Last week, I wrote an article describing several purchase mandates adopted by the framers in early Congresses, including two medical insurance mandates imposed on shipowners and seamen. These examples rebut the claim by challengers to Obamacare that purchase mandates are wholly unprecedented in a way that allows us to infer they are unconstitutional, a claim on which they rely heavily because there is no text, history, or case law that affirmatively supports a ban on purchase mandates.
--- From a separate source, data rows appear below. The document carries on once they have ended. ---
use async_trait::async_trait;
use axum::{
    extract::{
        ws::{close_code, CloseFrame, Message, WebSocket},
        Path, State, WebSocketUpgrade,
    },
    http::HeaderMap,
    response::Response,
};
use std::borrow::Cow;
use std::sync::Arc;
use tokio::sync::mpsc;
use tracing::{debug, info, warn};

use super::hub::RoomConnection;
use super::messages::{ClientMessage, ClientMessageKind, WireMessage};
use super::socket::{Connection, MessageHandler};
use crate::message::models::MessageKind;
use crate::shared::AppState;

/// Routes inbound frames from one connection into the broker core
///
/// Chat messages are persisted and fanned out to the whole room; typing
/// indicators are relayed to everyone but the sender and never stored.
/// Text that fails to parse is logged and dropped, the connection stays
/// open.
pub struct ChatMessageHandler {
    state: AppState,
}

impl ChatMessageHandler {
    pub fn new(state: AppState) -> Self {
        Self { state }
    }
}

#[async_trait]
impl MessageHandler for ChatMessageHandler {
    async fn handle_message(&self, username: &str, room_id: &str, connection_id: &str, raw: String) {
        let payload = match ClientMessage::parse(&raw) {
            Ok(payload) => payload,
            Err(e) => {
                warn!(
                    username = %username,
                    room_id = %room_id,
                    error = %e,
                    "Dropping malformed inbound payload"
                );
                return;
            }
        };

        match payload.kind {
            ClientMessageKind::Chat => {
                let Some(text) = payload.message else {
                    warn!(
                        username = %username,
                        room_id = %room_id,
                        "Dropping chat payload without message text"
                    );
                    return;
                };

                let stored = self
                    .state
                    .messages
                    .append(room_id, MessageKind::Chat, username, &text)
                    .await;
                if let Err(e) = self.state.rooms.record_activity(room_id).await {
                    debug!(room_id = %room_id, error = %e, "Chat in unregistered room");
                }
                self.state
                    .hub
                    .broadcast(room_id, &WireMessage::from_message(&stored))
                    .await;
            }
            ClientMessageKind::Typing => {
                self.state
                    .hub
                    .broadcast_except(room_id, &WireMessage::typing(username), connection_id)
                    .await;
            }
        }
    }
}

/// WebSocket endpoint for joining a room
///
/// GET /ws/{room_id} with the opaque session id in the
/// Sec-WebSocket-Protocol header. Validation happens on the upgraded
/// stream: an invalid session or unknown room closes it with a policy
/// close code before any membership registration.
pub async fn websocket_handler(
    ws: WebSocketUpgrade,
    Path(room_id): Path<String>,
    headers: HeaderMap,
    State(state): State<AppState>,
) -> Response {
    let session_id = headers
        .get("sec-websocket-protocol")
        .and_then(|h| h.to_str().ok())
        .map(|h| h.to_string());

    info!(room_id = %room_id, "WebSocket connection requested");

    ws.on_upgrade(move |socket| handle_websocket_connection(socket, room_id, session_id, state))
}

/// Handle the upgraded WebSocket connection
async fn handle_websocket_connection(
    mut socket: WebSocket,
    room_id: String,
    session_id: Option<String>,
    state: AppState,
) {
    // Resolve the session before touching any membership state
    let session = match &session_id {
        Some(id) => state.sessions.get(id).await,
        None => None,
    };
    let Some(session) = session else {
        warn!(room_id = %room_id, "Join rejected: invalid or missing session");
        close_with_policy_violation(&mut socket, "invalid session").await;
        return;
    };

    if !state.rooms.exists(&room_id).await {
        warn!(room_id = %room_id, username = %session.username, "Join rejected: room not found");
        close_with_policy_violation(&mut socket, "room not found").await;
        return;
    }

    let username = session.username.clone();
    info!(
        room_id = %room_id,
        username = %username,
        "WebSocket connection established"
    );

    // Create the outbound channel (app -> client) and register with the hub;
    // registration cancels any pending eviction for the room
    let (outbound_sender, outbound_receiver) = mpsc::unbounded_channel::<String>();
    let connection = RoomConnection::new(username.clone(), outbound_sender.clone());
    let connection_id = connection.id.clone();

    state.hub.connect(&room_id, connection).await;
    state.sessions.add_room(&session.id, &room_id).await;

    // Replay recent history to the newcomer before any live traffic
    let history = state
        .messages
        .recent(&room_id, state.config.history_replay_limit)
        .await;
    for message in &history {
        if let Ok(text) = serde_json::to_string(&WireMessage::from_message(message)) {
            let _ = outbound_sender.send(text);
        }
    }
    debug!(
        room_id = %room_id,
        username = %username,
        replayed = history.len(),
        "Sent recent history to newly connected user"
    );

    // Announce the join to the whole room, newcomer included
    let announcement = WireMessage::user_joined(&username);
    let stored = state
        .messages
        .append(&room_id, MessageKind::UserJoined, &username, &announcement.message)
        .await;
    state
        .hub
        .broadcast(&room_id, &WireMessage::from_message(&stored))
        .await;

    let message_handler = Arc::new(ChatMessageHandler::new(state.clone()));

    let connection = Connection::new(
        connection_id.clone(),
        username.clone(),
        room_id.clone(),
        Box::new(socket),
        outbound_receiver,
        message_handler,
    );

    // Run the connection until disconnect
    match connection.run().await {
        Ok(()) => {
            info!(
                room_id = %room_id,
                username = %username,
                "WebSocket connection closed cleanly"
            );
        }
        Err(e) => {
            warn!(
                room_id = %room_id,
                username = %username,
                error = ?e,
                "WebSocket connection error"
            );
        }
    }

    // Cleanup: deregister first so a now-empty room starts its grace timer
    let became_empty = state.hub.disconnect(&room_id, &connection_id).await;
    state.sessions.remove_room(&session.id, &room_id).await;

    // The departure is recorded even when the room just emptied; history
    // survives until the room itself is evicted
    let farewell = WireMessage::user_left(&username);
    let stored = state
        .messages
        .append(&room_id, MessageKind::UserLeft, &username, &farewell.message)
        .await;
    state
        .hub
        .broadcast(&room_id, &WireMessage::from_message(&stored))
        .await;

    info!(
        room_id = %room_id,
        username = %username,
        room_empty = became_empty,
        "WebSocket disconnect handled"
    );
}

async fn close_with_policy_violation(socket: &mut WebSocket, reason: &'static str) {
    let frame = CloseFrame {
        code: close_code::POLICY,
        reason: Cow::from(reason),
    };
    let _ = socket.send(Message::Close(Some(frame))).await;
}

#[cfg(test)]
mod tests {
    use super::*;
    use crate::shared::BrokerConfig;

    async fn join(
        state: &AppState,
        room_id: &str,
        username: &str,
    ) -> (String, mpsc::UnboundedReceiver<String>) {
        let (sender, receiver) = mpsc::unbounded_channel();
        let connection = RoomConnection::new(username.to_string(), sender);
        let connection_id = connection.id.clone();
        state.hub.connect(room_id, connection).await;
        (connection_id, receiver)
    }

    #[tokio::test]
    async fn test_chat_message_is_persisted_and_broadcast() {
        let state = AppState::new(BrokerConfig::default());
        let room_id = state.rooms.create_room().await;

        let (alice_id, mut rx_a) = join(&state, &room_id, "alice").await;
        let (_bob_id, mut rx_b) = join(&state, &room_id, "bob").await;

        let handler = ChatMessageHandler::new(state.clone());
        handler
            .handle_message(
                "alice",
                &room_id,
                &alice_id,
                r#"{"type": "chat", "message": "hello"}"#.to_string(),
            )
            .await;

        // Ordinary chat reaches everyone, the sender included
        let to_alice = rx_a.recv().await.unwrap();
        let to_bob = rx_b.recv().await.unwrap();
        assert_eq!(to_alice, to_bob);
        assert!(to_alice.contains(r#""type":"chat""#));
        assert!(to_alice.contains("hello"));

        assert_eq!(state.messages.count(&room_id).await, 1);
    }

    #[tokio::test]
    async fn test_typing_relay_excludes_sender_and_is_not_persisted() {
        let state = AppState::new(BrokerConfig::default());
        let room_id = state.rooms.create_room().await;

        let (alice_id, mut rx_a) = join(&state, &room_id, "alice").await;
        let (_bob_id, mut rx_b) = join(&state, &room_id, "bob").await;

        let handler = ChatMessageHandler::new(state.clone());
        handler
            .handle_message(
                "alice",
                &room_id,
                &alice_id,
                r#"{"type": "typing"}"#.to_string(),
            )
            .await;

        assert!(rx_b.recv().await.unwrap().contains(r#""type":"typing""#));
        assert!(rx_a.try_recv().is_err());
        assert_eq!(state.messages.count(&room_id).await, 0);
    }

    #[tokio::test]
    async fn test_malformed_payload_is_dropped() {
        let state = AppState::new(BrokerConfig::default());
        let room_id = state.rooms.create_room().await;

        let (alice_id, mut rx_a) = join(&state, &room_id, "alice").await;

        let handler = ChatMessageHandler::new(state.clone());
        handler
            .handle_message("alice", &room_id, &alice_id, "{{not json".to_string())
            .await;
        handler
            .handle_message(
                "alice",
                &room_id,
                &alice_id,
                r#"{"type": "chat"}"#.to_string(), // missing message text
            )
            .await;

        assert!(rx_a.try_recv().is_err());
        assert_eq!(state.messages.count(&room_id).await, 0);
    }

    #[tokio::test]
    async fn test_chat_refreshes_room_activity() {
        let state = AppState::new(BrokerConfig::default());
        let room_id = state.rooms.create_room().await;
        let (alice_id, _rx) = join(&state, &room_id, "alice").await;

        tokio::time::sleep(std::time::Duration::from_millis(5)).await;

        let handler = ChatMessageHandler::new(state.clone());
        handler
            .handle_message(
                "alice",
                &room_id,
                &alice_id,
                r#"{"type": "chat", "message": "ping"}"#.to_string(),
            )
            .await;

        let room = state.rooms.get(&room_id).await.unwrap();
        assert!(room.last_activity > room.created_at);
        assert_eq!(state.messages.count(&room_id).await, 1);
    }
}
Not everyone agrees with me. Some comments to my article, here and elsewhere, have suggested that these early medical mandates are distinguishable from Obamacare because they reflect Congress’ power to enact maritime law, not its power to regulate commerce. But the Constitution’s list of congressional powers nowhere includes a maritime law clause. Early Supreme Court cases all held that the Commerce Clause was what gives Congress the power to enact maritime law. For example, in The Daniel Ball, a case decided in 1871, the Court stated that navigable waters form “a continued highway for commerce, both with other States and with foreign countries, and is thus brought under the direct control of Congress in the exercise of its commercial power. That power authorizes all appropriate legislation for the protection or advancement of either interstate or foreign commerce…” In The Lottawanna, the Court held that it was under this commerce clause power that Congress had enacted statutes that determined “the rights and duties of seamen” and “the limitations of the responsibility of shipowners.” These early medical mandates were thus enacted under the very Commerce Clause at issue in the Obamacare case.